Rabbi Roundtable from the Forward

Rabbi Rachel Timoner and other leading rabbis from all corners of the Jewish world are asked their thoughts on the most pressing issues of today in a series of articles from the Forward.

Question Twelve: Where Do You See The Jewish Community In 50 Years? (Read all)

Rabbi Timoner: Ever-flowering anew, embracing the old, embodying the contradictions.


Question Eleven: Is there poverty in your Jewish community? What should we be doing about it? (Read all)

Rabbi Timoner: There is poverty in every community, even when we don’t see it. Our Jewish communities often perceive themselves as wealthy, which can be a way of acknowledging privilege but can also make it difficult to see the person who does not have enough food to eat or a safe place to live, or who is not in the synagogue community because they can’t pay the dues, or is not in the day school because they can’t pay tuition, or not in the camp because they can’t afford the fees. “There shall be no needy among you….If there are needy among you…open your hand… There will always be needy among you…” (Deut. 15:4,7,8,11) This circle of texts in Parashat Re’eh tells us exactly what to do: change our economic and social policies so that all have what they need and, in the meantime, care for the needy among us as if the need will never end.


Question Ten: What are Jews, exactly? (read all)

Rabbi Timoner: A religion, a culture, a people. We are much too diverse to be an ethnicity or race.


Question Nine: What Makes You Proud To Be A Jew? (read all)

Rabbi Timoner: Our resilience, our brilliance, our conversation with one another for 3,000 years about how to live a good life, our conversation with the Holy Blessed One for 3,000 years about how to fear and how to love and how to serve.


Question Eight: Is There Such A Thing As Jewish Values? (read all)

Rabbi Timoner: V’ahavta l’reacha kamocha. V’ahavta et ha ger. V’ahavta et Adonai Elohecha b’chol levavecha u’v’chol nafshecha u’v’chol me’odecha.


Question Seven: What Is The One Lesson Jews Today Need To Learn From The Talmud? (read all)

Rabbi Timoner: Today, when Nazis and white supremacists are on the march, immigrants and Muslims threatened, people with disabilities mocked, Sanhedrin 37a calls out to us urgently: “Adam was created alone…so one person will not say to another, ‘My father was greater than your father’…And to tell of the greatness of the Holy One blessed be He, who stamped all people with the stamp of Adam, the first [human] and not one of them is similar to another. Therefore, each and every person is obligated to say, ‘The world was created for me.’”


Question Six: What Is The Diaspora Jew’s Role In Israel? (read all)

Rabbi Timoner: Claim it as ours. Always with humility, but also with recognition that we are family. Our well-being, our moral failures, and our futures are intertwined.

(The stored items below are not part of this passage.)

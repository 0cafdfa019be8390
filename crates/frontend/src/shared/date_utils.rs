//! Date and time formatting for notification and record timestamps

use chrono::{DateTime, Utc};
use contracts::shared::Language;

/// Example: 2024-03-15T14:02:26Z -> "2024-03-15 14:02"
pub fn format_datetime(value: &DateTime<Utc>) -> String {
    value.format("%Y-%m-%d %H:%M").to_string()
}

/// Coarse "time ago" label; older than a week falls back to the date
pub fn relative_time(value: &DateTime<Utc>, now: DateTime<Utc>, lang: Language) -> String {
    let seconds = (now - *value).num_seconds().max(0);
    let (amount, en_unit, ar_unit) = match seconds {
        0..=59 => {
            return match lang {
                Language::En => "just now".to_string(),
                Language::Ar => "الآن".to_string(),
            }
        }
        60..=3599 => (seconds / 60, "min", "دقيقة"),
        3600..=86_399 => (seconds / 3600, "h", "ساعة"),
        86_400..=604_799 => (seconds / 86_400, "d", "يوم"),
        _ => return value.format("%Y-%m-%d").to_string(),
    };
    match lang {
        Language::En => format!("{} {} ago", amount, en_unit),
        Language::Ar => format!("منذ {} {}", amount, ar_unit),
    }
}

#[cfg(test)]
mod tests {
    use super::*;
    use chrono::{Duration, TimeZone};

    #[test]
    fn test_format_datetime() {
        let dt = Utc.with_ymd_and_hms(2024, 3, 15, 14, 2, 26).unwrap();
        assert_eq!(format_datetime(&dt), "2024-03-15 14:02");
    }

    #[test]
    fn test_relative_time() {
        let now = Utc.with_ymd_and_hms(2024, 3, 15, 12, 0, 0).unwrap();
        assert_eq!(relative_time(&(now - Duration::seconds(10)), now, Language::En), "just now");
        assert_eq!(relative_time(&(now - Duration::minutes(5)), now, Language::En), "5 min ago");
        assert_eq!(relative_time(&(now - Duration::hours(3)), now, Language::Ar), "منذ 3 ساعة");
        assert_eq!(relative_time(&(now - Duration::days(2)), now, Language::En), "2 d ago");
        assert_eq!(relative_time(&(now - Duration::days(30)), now, Language::En), "2024-02-14");
        // clock skew never yields a negative age
        assert_eq!(relative_time(&(now + Duration::minutes(1)), now, Language::En), "just now");
    }
}
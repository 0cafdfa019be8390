use crate::layout::global_context::AppGlobalContext;
use leptos::prelude::*;

#[component]
pub fn Left(children: Children) -> impl IntoView {
    let ctx = use_context::<AppGlobalContext>().expect("AppGlobalContext not provided");
    let is_open = move || ctx.left_open.get();

    view! {
        <aside data-zone="left" class="app-sidebar" class:app-sidebar--hidden=move || !is_open()>
            {children()}
        </aside>
    }
}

Question Five: What Is One Thing Jews Need To Stop Doing? (read all)

Rabbi Timoner: Supporting racism


Question Four: Is intermarriage a problem or an opportunity? (read all)

Rabbi Timoner: Intermarriage is a problem if we fail to perform the weddings and embrace the families who have intermarried and seek Jewish community. Intermarriage is an opportunity if we grow the Jewish people through conversion, raising all-Jewish kids with a non-Jewish parent, and celebrating the ever-expanding and evolving definition of what Judaism and the Jewish people look like.

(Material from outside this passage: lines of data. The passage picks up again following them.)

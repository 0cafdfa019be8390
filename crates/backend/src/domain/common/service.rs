use contracts::domain::common::{EntityMetadata, ReferenceEntity, ReferencePayload, TreeEntity};
use contracts::shared::{build_tree_from_flat, FieldErrors, Language, LanguageResolver, Paginated, RawTreeNode};

use super::{ReferenceStore, StoredReference};
use crate::shared::error::{ApiError, ApiResult};

fn not_found<E: ReferenceEntity>(id: i64) -> ApiError {
    ApiError::NotFound(format!("{} {}", E::element_name(Language::En), id))
}

/// True when walking up from `parent` reaches `id` (or loops forever)
fn creates_cycle<E: StoredReference>(items: &[E], id: i64, parent: i64) -> bool {
    let mut current = Some(parent);
    let mut steps = 0;
    while let Some(p) = current {
        if p == id || steps > items.len() {
            return true;
        }
        steps += 1;
        current = items.iter().find(|e| e.id() == p).and_then(StoredReference::parent_of);
    }
    false
}

/// Rules that need the rest of the table: unique codes and a valid parent
fn check_links<E: StoredReference>(items: &[E], candidate: &E) -> FieldErrors {
    let mut errors = FieldErrors::new();

    if let Some(code) = candidate.code().map(str::trim).filter(|c| !c.is_empty()) {
        let taken = items
            .iter()
            .any(|e| e.id() != candidate.id() && e.code().map(str::trim) == Some(code));
        if taken {
            errors.add("code", "The code has already been taken.");
        }
    }

    if let Some(parent) = candidate.parent_of() {
        if parent == candidate.id() {
            errors.add("parent_id", "A record cannot be its own parent.");
        } else if !items.iter().any(|e| e.id() == parent) {
            errors.add("parent_id", "The selected parent does not exist.");
        } else if creates_cycle(items, candidate.id(), parent) {
            errors.add("parent_id", "The selected parent is a descendant of this record.");
        }
    }

    errors
}

pub async fn list<E: StoredReference>(store: &ReferenceStore<E>) -> Vec<E> {
    store.read().await.clone()
}

pub async fn list_page<E: StoredReference>(store: &ReferenceStore<E>, page: u32, per_page: u32) -> Paginated<E> {
    let items = store.read().await;
    Paginated::paginate(items.as_slice(), page, per_page, &E::endpoint())
}

pub async fn get<E: StoredReference>(store: &ReferenceStore<E>, id: i64) -> ApiResult<E> {
    store.get(id).await.ok_or_else(|| not_found::<E>(id))
}

pub async fn create<E: StoredReference>(store: &ReferenceStore<E>, payload: E::Payload) -> ApiResult<E> {
    payload.validate().into_result().map_err(ApiError::Validation)?;

    let mut items = store.write().await;
    // id 0 is never assigned, so the candidate cannot collide with a stored record
    let candidate = E::from_payload(0, payload.clone(), EntityMetadata::new());
    check_links(items.as_slice(), &candidate)
        .into_result()
        .map_err(ApiError::Validation)?;

    let record = E::from_payload(store.next_id(), payload, EntityMetadata::new());
    items.push(record.clone());
    tracing::info!("created {} {}", E::element_name(Language::En), record.id());
    Ok(record)
}

pub async fn update<E: StoredReference>(store: &ReferenceStore<E>, id: i64, payload: E::Payload) -> ApiResult<E> {
    payload.validate().into_result().map_err(ApiError::Validation)?;

    let mut items = store.write().await;
    let index = items
        .iter()
        .position(|e| e.id() == id)
        .ok_or_else(|| not_found::<E>(id))?;

    let mut updated = items[index].clone();
    updated.apply(payload);
    check_links(items.as_slice(), &updated)
        .into_result()
        .map_err(ApiError::Validation)?;

    items[index] = updated.clone();
    tracing::info!("updated {} {}", E::element_name(Language::En), id);
    Ok(updated)
}

/// Removes a record; a node that still has children is refused with 422
pub async fn delete<E: StoredReference>(store: &ReferenceStore<E>, id: i64) -> ApiResult<()> {
    let mut items = store.write().await;
    let index = items
        .iter()
        .position(|e| e.id() == id)
        .ok_or_else(|| not_found::<E>(id))?;

    if items.iter().any(|e| e.parent_of() == Some(id)) {
        return Err(ApiError::field(
            "parent_id",
            "The record has child records and cannot be deleted.",
        ));
    }

    items.remove(index);
    tracing::info!("deleted {} {}", E::element_name(Language::En), id);
    Ok(())
}

/// Nested view of a hierarchical resource with labels in `lang`
pub async fn tree<E: StoredReference + TreeEntity>(store: &ReferenceStore<E>, lang: Language) -> Vec<RawTreeNode> {
    let flat: Vec<_> = store.read().await.iter().map(TreeEntity::to_flat).collect();
    build_tree_from_flat(&flat, &LanguageResolver(lang))
        .iter()
        .map(RawTreeNode::from)
        .collect()
}

#[cfg(test)]
mod tests {
    use super::*;
    use contracts::domain::a001_department::aggregate::{Department, DepartmentDto};
    use contracts::domain::a005_isic_code::aggregate::{IsicCode, IsicCodeDto};
    use contracts::shared::{LocalizedName, Status};

    fn department(en: &str, ar: &str) -> DepartmentDto {
        DepartmentDto {
            names: LocalizedName::new(en, ar),
            status: Status::Active,
        }
    }

    fn isic(code: &str, en: &str, parent_id: Option<i64>) -> IsicCodeDto {
        IsicCodeDto {
            code: code.into(),
            names: LocalizedName::new(en, format!("{en} (ar)")),
            status: Status::Active,
            parent_id,
        }
    }

    #[tokio::test]
    async fn test_create_assigns_ids_and_validates() {
        let store = ReferenceStore::<Department>::new();
        let first = create(&store, department("HR", "الموارد البشرية")).await.unwrap();
        let second = create(&store, department("IT", "تقنية المعلومات")).await.unwrap();
        assert_eq!((first.id, second.id), (1, 2));

        let err = create(&store, department("Legal", "")).await.unwrap_err();
        match err {
            ApiError::Validation(errors) => assert!(errors.get("names.ar").is_some()),
            other => panic!("unexpected {other:?}"),
        }
        assert_eq!(list(&store).await.len(), 2);
    }

    #[tokio::test]
    async fn test_update_and_delete_missing_record() {
        let store = ReferenceStore::<Department>::new();
        let created = create(&store, department("HR", "الموارد")).await.unwrap();

        let updated = update(&store, created.id, department("People", "الأفراد")).await.unwrap();
        assert_eq!(updated.names.en, "People");
        assert_eq!(updated.metadata.created_at, created.metadata.created_at);

        assert!(matches!(update(&store, 99, department("X", "س")).await, Err(ApiError::NotFound(_))));
        assert!(matches!(delete(&store, 99).await, Err(ApiError::NotFound(_))));
        delete(&store, created.id).await.unwrap();
        assert_eq!(store.len().await, 0);
    }

    #[tokio::test]
    async fn test_parent_must_exist_and_code_is_unique() {
        let store = ReferenceStore::<IsicCode>::new();
        create(&store, isic("A", "Agriculture", None)).await.unwrap();

        let err = create(&store, isic("01", "Crops", Some(42))).await.unwrap_err();
        assert!(matches!(err, ApiError::Validation(ref e) if e.get("parent_id").is_some()));

        let err = create(&store, isic("A", "Duplicate", None)).await.unwrap_err();
        assert!(matches!(err, ApiError::Validation(ref e) if e.get("code").is_some()));
    }

    #[tokio::test]
    async fn test_cycles_are_refused() {
        let store = ReferenceStore::<IsicCode>::new();
        let a = create(&store, isic("A", "Agriculture", None)).await.unwrap();
        let b = create(&store, isic("01", "Crops", Some(a.id))).await.unwrap();
        let c = create(&store, isic("011", "Cereals", Some(b.id))).await.unwrap();

        let err = update(&store, a.id, isic("A", "Agriculture", Some(c.id))).await.unwrap_err();
        assert!(matches!(err, ApiError::Validation(ref e) if e.get("parent_id").is_some()));

        let err = update(&store, a.id, isic("A", "Agriculture", Some(a.id))).await.unwrap_err();
        assert!(matches!(err, ApiError::Validation(_)));
    }

    #[tokio::test]
    async fn test_delete_node_with_children_is_refused() {
        let store = ReferenceStore::<IsicCode>::new();
        let a = create(&store, isic("A", "Agriculture", None)).await.unwrap();
        let b = create(&store, isic("01", "Crops", Some(a.id))).await.unwrap();

        let err = delete(&store, a.id).await.unwrap_err();
        assert!(matches!(err, ApiError::Validation(ref e) if e.get("parent_id").is_some()));

        delete(&store, b.id).await.unwrap();
        delete(&store, a.id).await.unwrap();
    }

    #[tokio::test]
    async fn test_tree_resolves_labels_per_language() {
        let store = ReferenceStore::<IsicCode>::new();
        let a = create(&store, isic("A", "Agriculture", None)).await.unwrap();
        create(&store, isic("01", "Crops", Some(a.id))).await.unwrap();
        create(&store, isic("B", "Mining", None)).await.unwrap();

        let en = tree(&store, Language::En).await;
        assert_eq!(en.len(), 2);
        assert_eq!(en[0].label.as_deref(), Some("Agriculture"));
        assert_eq!(en[0].children.as_ref().map(Vec::len), Some(1));
        assert_eq!(en[1].children.as_ref().map(Vec::len), Some(0));

        let ar = tree(&store, Language::Ar).await;
        assert_eq!(ar[0].label.as_deref(), Some("Agriculture (ar)"));
    }

    #[tokio::test]
    async fn test_list_page() {
        let store = ReferenceStore::<Department>::new();
        for i in 0..5 {
            create(&store, department(&format!("D{i}"), &format!("ق{i}"))).await.unwrap();
        }
        let page = list_page(&store, 2, 2).await;
        assert_eq!(page.meta.current_page, 2);
        assert_eq!(page.meta.last_page, 3);
        assert_eq!(page.data.len(), 2);
        assert_eq!(page.data[0].id, 3);
    }
}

Question Three: What can the Jewish community do to fight the opioid epidemic? (read all)

Rabbi Timoner: Step one is loving our families who are affected, and bringing the stories out from the shadows in the Jewish community. Secrecy and shame are compounding the suffering. By leading in this way, we will not only comfort the bereaved among us, but also educate the vulnerable.


Question Two: Are Jews The Inheritors Of Eretz Yisrael? (read all)

Rabbi Timoner: Yes. And our inheritance is to learn how to share.


Question One: What’s The Biggest Threat To The Jewish People? (read all)

Rabbi Timoner: Being willing to sell out our values for a misapprehension of what will make us safe.